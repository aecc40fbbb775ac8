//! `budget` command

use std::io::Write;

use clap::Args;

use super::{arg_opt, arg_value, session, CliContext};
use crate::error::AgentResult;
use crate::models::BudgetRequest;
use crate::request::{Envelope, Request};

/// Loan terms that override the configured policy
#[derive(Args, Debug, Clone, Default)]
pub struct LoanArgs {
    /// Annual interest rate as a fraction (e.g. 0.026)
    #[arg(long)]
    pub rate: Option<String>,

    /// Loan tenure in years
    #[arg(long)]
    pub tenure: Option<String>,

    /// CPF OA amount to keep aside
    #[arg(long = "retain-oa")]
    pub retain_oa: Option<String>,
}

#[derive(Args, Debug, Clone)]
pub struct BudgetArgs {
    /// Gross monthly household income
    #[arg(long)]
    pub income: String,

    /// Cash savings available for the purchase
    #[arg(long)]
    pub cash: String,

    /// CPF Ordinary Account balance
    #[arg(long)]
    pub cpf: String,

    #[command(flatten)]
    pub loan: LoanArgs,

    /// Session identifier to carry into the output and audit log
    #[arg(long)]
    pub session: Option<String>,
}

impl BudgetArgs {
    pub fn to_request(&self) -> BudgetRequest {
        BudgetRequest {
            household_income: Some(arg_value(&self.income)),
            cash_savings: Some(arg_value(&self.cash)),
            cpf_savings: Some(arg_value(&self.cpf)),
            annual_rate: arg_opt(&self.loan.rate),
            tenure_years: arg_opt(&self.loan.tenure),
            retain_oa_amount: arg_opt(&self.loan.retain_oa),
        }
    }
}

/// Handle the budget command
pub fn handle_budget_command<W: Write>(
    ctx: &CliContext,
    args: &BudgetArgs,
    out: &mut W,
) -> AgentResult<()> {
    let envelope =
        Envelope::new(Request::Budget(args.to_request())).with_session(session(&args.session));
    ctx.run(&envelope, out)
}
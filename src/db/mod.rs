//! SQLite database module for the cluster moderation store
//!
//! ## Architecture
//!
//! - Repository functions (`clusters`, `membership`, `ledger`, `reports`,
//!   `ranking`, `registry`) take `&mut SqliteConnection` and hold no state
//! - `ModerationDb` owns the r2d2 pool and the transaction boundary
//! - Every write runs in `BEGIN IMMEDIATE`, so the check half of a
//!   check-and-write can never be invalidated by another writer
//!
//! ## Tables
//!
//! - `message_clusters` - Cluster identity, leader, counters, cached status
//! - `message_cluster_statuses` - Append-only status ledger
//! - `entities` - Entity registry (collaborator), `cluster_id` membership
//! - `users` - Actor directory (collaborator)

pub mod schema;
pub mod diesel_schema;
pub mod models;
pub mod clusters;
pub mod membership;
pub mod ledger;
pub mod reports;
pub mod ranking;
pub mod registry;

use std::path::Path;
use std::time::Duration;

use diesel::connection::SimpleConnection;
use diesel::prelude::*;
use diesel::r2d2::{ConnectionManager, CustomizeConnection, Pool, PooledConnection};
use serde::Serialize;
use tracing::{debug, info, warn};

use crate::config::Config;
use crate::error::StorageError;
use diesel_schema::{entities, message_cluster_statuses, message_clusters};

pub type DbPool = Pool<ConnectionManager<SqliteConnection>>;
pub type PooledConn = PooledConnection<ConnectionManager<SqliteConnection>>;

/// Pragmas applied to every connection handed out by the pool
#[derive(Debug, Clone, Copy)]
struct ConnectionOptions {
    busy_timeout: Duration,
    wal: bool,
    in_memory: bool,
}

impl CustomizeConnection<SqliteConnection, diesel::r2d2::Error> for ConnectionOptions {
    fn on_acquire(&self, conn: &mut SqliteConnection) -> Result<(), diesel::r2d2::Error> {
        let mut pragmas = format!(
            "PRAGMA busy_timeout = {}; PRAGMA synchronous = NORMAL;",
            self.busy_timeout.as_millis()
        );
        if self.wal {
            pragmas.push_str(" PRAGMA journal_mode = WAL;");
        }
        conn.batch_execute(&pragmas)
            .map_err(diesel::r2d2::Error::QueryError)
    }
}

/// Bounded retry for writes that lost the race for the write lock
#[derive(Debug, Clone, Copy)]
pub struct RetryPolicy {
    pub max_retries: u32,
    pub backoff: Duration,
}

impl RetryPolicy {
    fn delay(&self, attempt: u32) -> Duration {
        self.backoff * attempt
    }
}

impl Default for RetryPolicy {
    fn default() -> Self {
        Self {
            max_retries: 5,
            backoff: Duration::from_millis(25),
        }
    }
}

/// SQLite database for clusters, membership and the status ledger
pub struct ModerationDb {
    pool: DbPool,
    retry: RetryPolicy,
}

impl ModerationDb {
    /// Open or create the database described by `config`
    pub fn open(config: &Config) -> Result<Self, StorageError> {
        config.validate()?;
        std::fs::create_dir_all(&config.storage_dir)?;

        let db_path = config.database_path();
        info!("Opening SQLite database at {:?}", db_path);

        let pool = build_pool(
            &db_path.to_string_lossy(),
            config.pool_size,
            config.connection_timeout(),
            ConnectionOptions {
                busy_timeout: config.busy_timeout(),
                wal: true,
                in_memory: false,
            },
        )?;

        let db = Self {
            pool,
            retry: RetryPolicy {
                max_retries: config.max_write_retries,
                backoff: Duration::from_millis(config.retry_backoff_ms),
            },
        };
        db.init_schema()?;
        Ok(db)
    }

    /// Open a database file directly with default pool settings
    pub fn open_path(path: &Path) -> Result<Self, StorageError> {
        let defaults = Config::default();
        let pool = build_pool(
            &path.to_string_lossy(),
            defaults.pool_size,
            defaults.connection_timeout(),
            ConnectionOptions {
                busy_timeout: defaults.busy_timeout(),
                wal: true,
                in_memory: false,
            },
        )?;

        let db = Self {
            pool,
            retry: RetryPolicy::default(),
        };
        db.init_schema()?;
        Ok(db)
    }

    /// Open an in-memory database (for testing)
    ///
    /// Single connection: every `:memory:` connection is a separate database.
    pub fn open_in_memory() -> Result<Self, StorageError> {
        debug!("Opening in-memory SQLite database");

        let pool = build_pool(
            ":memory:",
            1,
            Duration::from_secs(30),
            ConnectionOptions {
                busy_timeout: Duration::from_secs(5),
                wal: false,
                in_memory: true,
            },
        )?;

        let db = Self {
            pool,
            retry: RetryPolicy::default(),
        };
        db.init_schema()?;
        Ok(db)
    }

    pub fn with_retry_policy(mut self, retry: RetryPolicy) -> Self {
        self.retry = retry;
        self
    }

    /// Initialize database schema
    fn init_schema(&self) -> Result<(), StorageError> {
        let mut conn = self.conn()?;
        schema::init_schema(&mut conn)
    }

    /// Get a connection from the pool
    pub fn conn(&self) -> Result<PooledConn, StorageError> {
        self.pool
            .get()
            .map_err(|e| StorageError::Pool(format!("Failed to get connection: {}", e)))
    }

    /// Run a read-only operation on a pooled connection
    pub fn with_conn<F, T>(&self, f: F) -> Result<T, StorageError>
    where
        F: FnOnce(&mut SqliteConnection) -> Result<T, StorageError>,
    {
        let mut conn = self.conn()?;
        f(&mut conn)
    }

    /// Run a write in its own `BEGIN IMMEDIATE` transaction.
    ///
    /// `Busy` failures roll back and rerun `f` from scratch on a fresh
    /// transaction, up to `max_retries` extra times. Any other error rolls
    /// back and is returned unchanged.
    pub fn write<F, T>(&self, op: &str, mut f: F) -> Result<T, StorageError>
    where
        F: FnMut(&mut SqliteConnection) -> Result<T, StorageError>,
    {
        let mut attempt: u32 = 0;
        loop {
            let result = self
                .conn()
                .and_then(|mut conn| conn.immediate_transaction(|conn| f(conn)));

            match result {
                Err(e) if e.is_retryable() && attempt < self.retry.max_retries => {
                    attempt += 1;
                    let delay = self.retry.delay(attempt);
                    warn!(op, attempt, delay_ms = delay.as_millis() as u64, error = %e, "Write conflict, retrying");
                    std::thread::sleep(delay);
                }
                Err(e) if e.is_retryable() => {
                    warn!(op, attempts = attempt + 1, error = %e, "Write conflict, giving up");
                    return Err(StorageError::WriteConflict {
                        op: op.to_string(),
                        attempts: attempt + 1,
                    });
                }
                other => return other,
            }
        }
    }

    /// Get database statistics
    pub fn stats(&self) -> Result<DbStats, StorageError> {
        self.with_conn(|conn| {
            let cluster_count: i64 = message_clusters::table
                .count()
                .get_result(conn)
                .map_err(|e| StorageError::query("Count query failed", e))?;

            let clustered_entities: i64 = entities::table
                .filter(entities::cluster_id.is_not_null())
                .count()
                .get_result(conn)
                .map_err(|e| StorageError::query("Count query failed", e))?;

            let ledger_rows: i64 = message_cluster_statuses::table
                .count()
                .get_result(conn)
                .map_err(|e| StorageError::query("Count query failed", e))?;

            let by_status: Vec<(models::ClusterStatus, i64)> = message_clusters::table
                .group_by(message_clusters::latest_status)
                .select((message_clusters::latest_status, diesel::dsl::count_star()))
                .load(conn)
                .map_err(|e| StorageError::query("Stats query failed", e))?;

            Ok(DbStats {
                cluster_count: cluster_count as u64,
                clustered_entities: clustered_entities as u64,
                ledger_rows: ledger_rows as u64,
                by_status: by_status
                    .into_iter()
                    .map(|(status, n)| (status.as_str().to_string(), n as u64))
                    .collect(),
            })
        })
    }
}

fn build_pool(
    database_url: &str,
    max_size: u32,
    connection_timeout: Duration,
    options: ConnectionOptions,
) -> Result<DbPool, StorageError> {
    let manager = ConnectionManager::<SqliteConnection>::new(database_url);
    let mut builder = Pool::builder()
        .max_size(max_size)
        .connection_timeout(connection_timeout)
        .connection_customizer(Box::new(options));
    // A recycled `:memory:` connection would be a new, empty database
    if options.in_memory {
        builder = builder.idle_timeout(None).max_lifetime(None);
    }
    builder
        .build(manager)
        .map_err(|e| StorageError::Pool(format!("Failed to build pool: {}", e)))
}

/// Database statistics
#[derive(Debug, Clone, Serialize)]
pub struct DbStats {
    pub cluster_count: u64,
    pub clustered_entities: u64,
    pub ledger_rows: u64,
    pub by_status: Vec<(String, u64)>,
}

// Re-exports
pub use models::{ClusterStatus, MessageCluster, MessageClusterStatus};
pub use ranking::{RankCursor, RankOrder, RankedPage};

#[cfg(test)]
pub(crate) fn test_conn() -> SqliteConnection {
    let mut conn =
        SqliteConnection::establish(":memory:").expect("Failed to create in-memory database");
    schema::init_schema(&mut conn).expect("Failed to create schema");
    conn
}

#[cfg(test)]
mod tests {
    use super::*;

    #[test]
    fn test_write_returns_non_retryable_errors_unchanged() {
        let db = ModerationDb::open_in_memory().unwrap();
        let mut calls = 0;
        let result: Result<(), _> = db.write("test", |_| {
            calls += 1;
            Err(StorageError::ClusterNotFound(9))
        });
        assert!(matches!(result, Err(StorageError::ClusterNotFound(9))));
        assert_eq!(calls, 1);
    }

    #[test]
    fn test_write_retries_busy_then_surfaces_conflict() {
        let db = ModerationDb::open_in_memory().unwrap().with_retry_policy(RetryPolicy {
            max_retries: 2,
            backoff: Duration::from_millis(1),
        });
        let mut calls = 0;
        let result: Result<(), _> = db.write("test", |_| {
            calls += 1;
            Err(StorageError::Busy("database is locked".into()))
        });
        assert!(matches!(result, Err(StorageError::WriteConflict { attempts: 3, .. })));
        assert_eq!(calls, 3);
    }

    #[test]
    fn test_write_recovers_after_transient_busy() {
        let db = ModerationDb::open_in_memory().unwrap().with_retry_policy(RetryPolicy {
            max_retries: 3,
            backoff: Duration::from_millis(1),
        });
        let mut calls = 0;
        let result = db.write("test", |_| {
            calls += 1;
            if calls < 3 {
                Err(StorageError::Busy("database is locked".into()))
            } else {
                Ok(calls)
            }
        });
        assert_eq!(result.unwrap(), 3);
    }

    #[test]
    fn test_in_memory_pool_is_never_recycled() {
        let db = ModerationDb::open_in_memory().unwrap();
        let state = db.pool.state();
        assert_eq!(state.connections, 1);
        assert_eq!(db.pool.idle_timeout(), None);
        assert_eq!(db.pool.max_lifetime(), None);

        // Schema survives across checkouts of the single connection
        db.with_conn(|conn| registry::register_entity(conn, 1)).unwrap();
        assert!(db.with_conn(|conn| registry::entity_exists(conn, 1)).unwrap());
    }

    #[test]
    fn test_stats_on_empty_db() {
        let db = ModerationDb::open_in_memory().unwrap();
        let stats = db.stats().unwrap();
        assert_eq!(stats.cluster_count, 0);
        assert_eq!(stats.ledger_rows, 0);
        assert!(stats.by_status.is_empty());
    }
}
--
» Exercise details
Everything from the line with "pub fn to_request(&self)" through the line with "hold no state" should be written out exactly as it appears above, end lines included, and nothing outside that range.

» Your response
    pub fn to_request(&self) -> BudgetRequest {
        BudgetRequest {
            household_income: Some(arg_value(&self.income)),
            cash_savings: Some(arg_value(&self.cash)),
            cpf_savings: Some(arg_value(&self.cpf)),
            annual_rate: arg_opt(&self.loan.rate),
            tenure_years: arg_opt(&self.loan.tenure),
            retain_oa_amount: arg_opt(&self.loan.retain_oa),
        }
    }
}

/// Handle the budget command
pub fn handle_budget_command<W: Write>(
    ctx: &CliContext,
    args: &BudgetArgs,
    out: &mut W,
) -> AgentResult<()> {
    let envelope =
        Envelope::new(Request::Budget(args.to_request())).with_session(session(&args.session));
    ctx.run(&envelope, out)
}
filename src/db/mod.rs
//! SQLite database module for the cluster moderation store
//!
//! ## Architecture
//!
//! - Repository functions (`clusters`, `membership`, `ledger`, `reports`,
//!   `ranking`, `registry`) take `&mut SqliteConnection` and hold no state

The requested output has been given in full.